Biohazardous Waste
Biohazardous waste is sometimes referred to as infectious waste or regulated medical waste. The following materials are considered biohazardous waste:
- Sharps
- Dressing materials and disposable medical equipment
- Human and nonhuman primate blood, tissue, bodily fluids, and cell lines
- Cultures or stocks of pathogenic or infectious agents
- Recombinant or synthetic nucleic acids
- Contaminated laboratory waste including PPE
- Animal carcasses or body parts that have been exposed to any biohazard
Laboratory or clinical personnel are responsible for identifying, packaging, decontaminating, and storing biohazardous waste properly.

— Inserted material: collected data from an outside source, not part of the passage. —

//! Fetch trials, normalize them and run NER, replacing the session.

use std::time::Instant;

use axum::{extract::State, response::Redirect, Form};
use chrono::Utc;
use serde::Deserialize;
use tracing::{error, info, warn};

use trialnlp_ingestion::normalize_trials;

use crate::state::{Session, SharedState, Timing};

#[derive(Debug, Deserialize)]
pub struct FetchForm {
    pub query: Option<String>,
    pub max_results: Option<usize>,
}

/// POST /fetch
pub async fn fetch_submit(State(state): State<SharedState>, Form(form): Form<FetchForm>) -> Redirect {
    let fetch_cfg = &state.config.fetch;
    let query = form
        .query
        .as_deref()
        .map(str::trim)
        .filter(|q| !q.is_empty())
        .unwrap_or(fetch_cfg.default_query.as_str())
        .to_string();
    let max_results = fetch_cfg.clamp_max_results(form.max_results.unwrap_or(fetch_cfg.default_max_results));

    state.publish("fetch", format!("Fetching trials for \"{query}\"..."), 0);
    let t0 = Instant::now();
    let raw = match state.source.search(&query, max_results).await {
        Ok(raw) => raw,
        Err(e) => {
            warn!("Fetch failed for {:?}: {}", query, e);
            let mut session = state.session.write().await;
            session.fetch_error = Some(format!("Fetch failed: {e}"));
            session.last_query = Some(query);
            session.last_max_results = Some(max_results);
            state.notify("error", format!("Fetch failed: {e}"));
            return Redirect::to("/studies");
        }
    };
    let trials = normalize_trials(&raw, fetch_cfg.include_detailed);
    let fetch_secs = t0.elapsed().as_secs_f64();

    let generation = {
        let mut session = state.session.write().await;
        let generation = session.generation + 1;
        *session = Session {
            trials: trials.clone(),
            timing: Timing {
                query: query.clone(),
                fetched_at: Some(Utc::now()),
                fetch_secs: Some(fetch_secs),
                ..Default::default()
            },
            last_query: Some(query),
            last_max_results: Some(max_results),
            generation,
            ..Default::default()
        };
        generation
    };
    info!("Loaded {} trials in {:.2}s", trials.len(), fetch_secs);
    state.publish(
        "ner",
        format!("Loaded {} trials in {:.2}s. Running BioMed NER...", trials.len(), fetch_secs),
        trials.len() as u64,
    );

    let pipeline = state.pipeline.clone();
    let t1 = Instant::now();
    let result = tokio::task::spawn_blocking(move || pipeline.run(&trials)).await;
    let ner_secs = t1.elapsed().as_secs_f64();

    let mut session = state.session.write().await;
    if session.generation != generation {
        // a newer fetch replaced the session while NER was running
        return Redirect::to("/studies");
    }
    match result {
        Ok(Ok(mentions)) => {
            info!("NER complete in {:.2}s ({} mentions)", ner_secs, mentions.len());
            state.publish(
                "complete",
                format!("NER complete in {:.2}s ({} mentions).", ner_secs, mentions.len()),
                mentions.len() as u64,
            );
            session.timing.ner_secs = Some(ner_secs);
            session.timing.n_entities = Some(mentions.len());
            session.entities = mentions;
        }
        Ok(Err(e)) => {
            error!("NER failed: {}", e);
            state.notify("error", format!("NER failed: {e}"));
            fail_ner(&mut session, e.to_string());
        }
        Err(e) => {
            error!("NER task panicked: {}", e);
            state.notify("error", format!("NER failed: {e}"));
            fail_ner(&mut session, e.to_string());
        }
    }

    Redirect::to("/studies")
}

fn fail_ner(session: &mut Session, reason: String) {
    session.entities.clear();
    session.timing.ner_secs = None;
    session.timing.n_entities = None;
    session.ner_error = Some(format!("NER failed: {reason}"));
}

EHS removes biohazardous waste from laboratories and clinical areas or may schedule for our biohazardous waste vendor to pick-up biohazardous waste directly from the area. Laboratory or clinical personnel are responsible for identifying, packaging, decontaminating, or storing biohazardous waste properly.
Sharps are instruments used to cut or puncture body parts. If sharps are disposed of improperly they can injure others and potentially expose them to infectious materials. Used sharps must be collected in commercially available sharps containers. Sharps containers are red, hard-sided, leak proof, and labeled with the universal biohazard symbol on the outside of the container.